GERAL
‘Zé Gotinha’ é preso sob suspeita de vender drogas dentro de hospital
Um segurança conhecido pelo apelido de “Zé Gotinha” foi preso em flagrante pela Polícia Civil suspeito de comercializar cocaína dentro da Santa Casa de Cassilândia, em Mato Grosso do Sul, e de atuar como informante de uma organização criminosa. A prisão ocorreu durante o turno de trabalho do investigado.
O suspeito foi identificado como Kleber. Segundo o boletim de ocorrência, ele vinha sendo monitorado pelo Setor de Investigações Gerais (SIG) durante uma apuração relacionada à disputa pelo controle do tráfico de drogas na região do Bolsão. A investigação aponta que ele teria ligação com o Comando Vermelho e atuaria como “olheiro”, repassando informações sobre possíveis alvos.

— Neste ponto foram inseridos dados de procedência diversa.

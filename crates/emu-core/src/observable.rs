//! Observability trait for inspecting component state.
//!
//! Queries never affect emulation state.

use std::fmt;

/// A dynamically-typed value for state queries.
#[derive(Debug, Clone, Copy, PartialEq, Eq)]
pub enum Value {
    /// Boolean value.
    Bool(bool),
    /// 8-bit unsigned integer.
    U8(u8),
    /// 16-bit unsigned integer.
    U16(u16),
    /// 64-bit unsigned integer.
    U64(u64),
    /// Static text, e.g. a mnemonic.
    Str(&'static str),
}

impl fmt::Display for Value {
    fn fmt(&self, f: &mut fmt::Formatter<'_>) -> fmt::Result {
        match self {
            Value::Bool(v) => write!(f, "{v}"),
            Value::U8(v) => write!(f, "{v:#04X}"),
            Value::U16(v) => write!(f, "{v:#06X}"),
            Value::U64(v) => write!(f, "{v}"),
            Value::Str(v) => f.write_str(v),
        }
    }
}

impl From<bool> for Value {
    fn from(v: bool) -> Self {
        Value::Bool(v)
    }
}

impl From<u8> for Value {
    fn from(v: u8) -> Self {
        Value::U8(v)
    }
}

impl From<u16> for Value {
    fn from(v: u16) -> Self {
        Value::U16(v)
    }
}

impl From<u64> for Value {
    fn from(v: u64) -> Self {
        Value::U64(v)
    }
}

impl From<&'static str> for Value {
    fn from(v: &'static str) -> Self {
        Value::Str(v)
    }
}

/// A component whose state can be inspected.
pub trait Observable {
    /// Query a specific property by path.
    ///
    /// Paths are hierarchical, separated by dots:
    /// - `pc` - Program counter
    /// - `a` - Accumulator
    /// - `flags.z` - Zero flag
    ///
    /// Returns `None` if the path is not recognised.
    fn query(&self, path: &str) -> Option<Value>;

    /// List all available query paths.
    fn query_paths(&self) -> &'static [&'static str];
}
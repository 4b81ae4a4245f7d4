//! 6502 CPU registers.

use crate::Status;
use crate::flags::{I, U};

/// Base of the hardware stack page.
pub const STACK_PAGE: u16 = 0x0100;

/// 6502 CPU register set.
///
/// - A: 8-bit accumulator
/// - X, Y: 8-bit index registers
/// - S: 8-bit stack pointer (stack is at $0100-$01FF)
/// - PC: 16-bit program counter
/// - P: 8-bit processor status
#[derive(Debug, Clone, Copy, PartialEq, Eq)]
#[cfg_attr(feature = "serde", derive(serde::Serialize, serde::Deserialize))]
pub struct Registers {
    /// Accumulator.
    pub a: u8,
    /// X index register.
    pub x: u8,
    /// Y index register.
    pub y: u8,
    /// Stack pointer (points to next free location).
    pub s: u8,
    /// Program counter.
    pub pc: u16,
    /// Processor status flags.
    pub p: Status,
}

impl Default for Registers {
    fn default() -> Self {
        Self::new()
    }
}

impl Registers {
    /// Registers in power-on state with PC at zero.
    ///
    /// A, X, Y are undefined on hardware; we use 0. S starts at $FD and
    /// only I (plus the unused bit) is set.
    #[must_use]
    pub const fn new() -> Self {
        Self {
            a: 0,
            x: 0,
            y: 0,
            s: 0xFD,
            pc: 0,
            p: Status::from_byte(U | I),
        }
    }

    /// Address for the next push. Decrements S afterwards, wrapping.
    pub fn push(&mut self) -> u16 {
        let addr = STACK_PAGE | u16::from(self.s);
        self.s = self.s.wrapping_sub(1);
        addr
    }

    /// Increments S, wrapping, and returns the address to pull from.
    pub fn pop(&mut self) -> u16 {
        self.s = self.s.wrapping_add(1);
        STACK_PAGE | u16::from(self.s)
    }
}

Em um dos episódios investigados, Kleber teria utilizado uma bicicleta para ir até um posto de combustíveis e acompanhar a rotina de uma pessoa que havia sido alvo de tentativa de homicídio. As informações levantadas teriam sido repassadas a integrantes do grupo criminoso.
Cocaína teria sido vendida dentro do hospital
Além da suposta atuação como informante, os investigadores apontam que o segurança utilizaria o próprio ambiente de trabalho para comercializar cocaína acondicionada em pequenos tubos plásticos.
Durante a abordagem na Santa Casa, policiais encontraram com ele porções de cocaína preparadas para venda, segundo o registro da ocorrência.
As diligências continuaram na residência do investigado. No imóvel, foram apreendidos recipientes plásticos utilizados para armazenar a droga, cadernos com anotações sobre preparação e dosagem, materiais para embalagem e uma balança de precisão.
Os policiais também encontraram munições intactas de calibre .38 SPL e capacetes de motociclista com viseiras escuras.
Segundo o boletim, Kleber teria admitido informalmente envolvimento com o tráfico e apontado quem seria seu fornecedor, descrito como um homem já conhecido pelas forças de segurança e proprietário de uma Volkswagen Saveiro branca.
Hospital diz que segurança era terceirizado
Em nota divulgada após a prisão, a Irmandade Santa Casa de Misericórdia de Cassilândia informou que o suspeito não fazia parte do quadro próprio de funcionários da instituição. Ele trabalhava para uma empresa de segurança terceirizada contratada pelo hospital.
Kleber foi autuado em flagrante por suspeita de tráfico de drogas, integração a organização criminosa e posse irregular de munição de uso permitido. Ele permanece à disposição da Justiça.